▸ WHAT YOU HAVE TO DO: In the listing below, find the line with "pub fn checkout_commit(repo: &Repository, sha: &str)", then repeat exactly every line from the top through that one.

▸ EXERCISE DATA:
========================================================================
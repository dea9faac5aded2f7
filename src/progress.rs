//! Spinner shown while dependencies are fetched

use std::time::Duration;

use indicatif::{ProgressBar, ProgressStyle};

/// Progress display for dependency fetches
pub struct ProgressDisplay {
    bar: ProgressBar,
}

impl Default for ProgressDisplay {
    fn default() -> Self {
        Self::hidden()
    }
}

impl ProgressDisplay {
    /// Spinner on stderr, or nothing when stderr is not a terminal
    pub fn new() -> Self {
        if !console::Term::stderr().is_term() {
            return Self::hidden();
        }

        let style = ProgressStyle::default_spinner()
            .template("{spinner:.cyan} {msg}")
            .unwrap_or_else(|_| ProgressStyle::default_spinner());
        let bar = ProgressBar::new_spinner();
        bar.set_style(style);
        bar.enable_steady_tick(Duration::from_millis(100));
        Self { bar }
    }

    pub fn hidden() -> Self {
        Self {
            bar: ProgressBar::hidden(),
        }
    }

    /// Show which dependency is being fetched
    pub fn fetching(&self, name: &str, version: &str) {
        self.bar.set_message(format!("Fetching {name} ({version})"));
    }

    pub fn finish(&self) {
        self.bar.finish_and_clear();
    }
}

impl Drop for ProgressDisplay {
    fn drop(&mut self) {
        if !self.bar.is_finished() {
            self.bar.finish_and_clear();
        }
    }
}
//! Checkout operations for git repositories
//!
//! This module handles:
//! - Checking out specific commits (detached)
//! - Reading HEAD and files at HEAD

use std::path::Path;

use git2::{Oid, Repository};

use super::error::interpret_git_error;
use crate::error::{self, Result};

/// Checkout a specific commit in the repository, detaching HEAD
pub fn checkout_commit(repo: &Repository, sha: &str) -> Result<()> {
    let fail = |e: git2::Error| error::git_operation_failed("checkout", sha, interpret_git_error(&e));

    let oid = Oid::from_str(sha).map_err(fail)?;
    let commit = repo.find_commit(oid).map_err(fail)?;
    repo.set_head_detached(commit.id()).map_err(fail)?;

    let mut checkout_builder = git2::build::CheckoutBuilder::new();
    checkout_builder.force();
    repo.checkout_head(Some(&mut checkout_builder)).map_err(fail)?;

    Ok(())
}

/// Open an existing repository
pub fn open(path: &Path) -> Result<Repository> {
    Repository::open(path).map_err(|e| {
        error::git_operation_failed("open", path.display().to_string(), e.message())
    })
}

/// Commit HEAD points at
pub fn head_commit(repo: &Repository, path: &Path) -> Result<String> {
    let commit = repo
        .head()
        .and_then(|head| head.peel_to_commit())
        .map_err(|e| {
            error::git_operation_failed("rev-parse HEAD", path.display().to_string(), e.message())
        })?;
    Ok(commit.id().to_string())
}

/// Contents of `file` in the HEAD tree, `None` when it is not tracked there
pub fn read_at_head(repo: &Repository, path: &Path, file: &str) -> Result<Option<String>> {
    let target = path.display().to_string();
    let tree = repo
        .head()
        .and_then(|head| head.peel_to_tree())
        .map_err(|e| error::git_operation_failed("read HEAD tree", &target, e.message()))?;

    let Ok(entry) = tree.get_path(Path::new(file)) else {
        return Ok(None);
    };
    let blob = entry
        .to_object(repo)
        .and_then(|obj| obj.peel_to_blob())
        .map_err(|e| error::git_operation_failed("read blob", &target, e.message()))?;

    Ok(Some(String::from_utf8_lossy(blob.content()).into_owned()))
}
========================================================================
▸ RESPONSE TO THE EXERCISE:
repository dea9faac5aded2f7
filename src/progress.rs
//! Spinner shown while dependencies are fetched

use std::time::Duration;

use indicatif::{ProgressBar, ProgressStyle};

/// Progress display for dependency fetches
pub struct ProgressDisplay {
    bar: ProgressBar,
}

impl Default for ProgressDisplay {
    fn default() -> Self {
        Self::hidden()
    }
}

impl ProgressDisplay {
    /// Spinner on stderr, or nothing when stderr is not a terminal
    pub fn new() -> Self {
        if !console::Term::stderr().is_term() {
            return Self::hidden();
        }

        let style = ProgressStyle::default_spinner()
            .template("{spinner:.cyan} {msg}")
            .unwrap_or_else(|_| ProgressStyle::default_spinner());
        let bar = ProgressBar::new_spinner();
        bar.set_style(style);
        bar.enable_steady_tick(Duration::from_millis(100));
        Self { bar }
    }

    pub fn hidden() -> Self {
        Self {
            bar: ProgressBar::hidden(),
        }
    }

    /// Show which dependency is being fetched
    pub fn fetching(&self, name: &str, version: &str) {
        self.bar.set_message(format!("Fetching {name} ({version})"));
    }

    pub fn finish(&self) {
        self.bar.finish_and_clear();
    }
}

impl Drop for ProgressDisplay {
    fn drop(&mut self) {
        if !self.bar.is_finished() {
            self.bar.finish_and_clear();
        }
    }
}
//! Checkout operations for git repositories
//!
//! This module handles:
//! - Checking out specific commits (detached)
//! - Reading HEAD and files at HEAD

use std::path::Path;

use git2::{Oid, Repository};

use super::error::interpret_git_error;
use crate::error::{self, Result};

/// Checkout a specific commit in the repository, detaching HEAD
pub fn checkout_commit(repo: &Repository, sha: &str) -> Result<()> {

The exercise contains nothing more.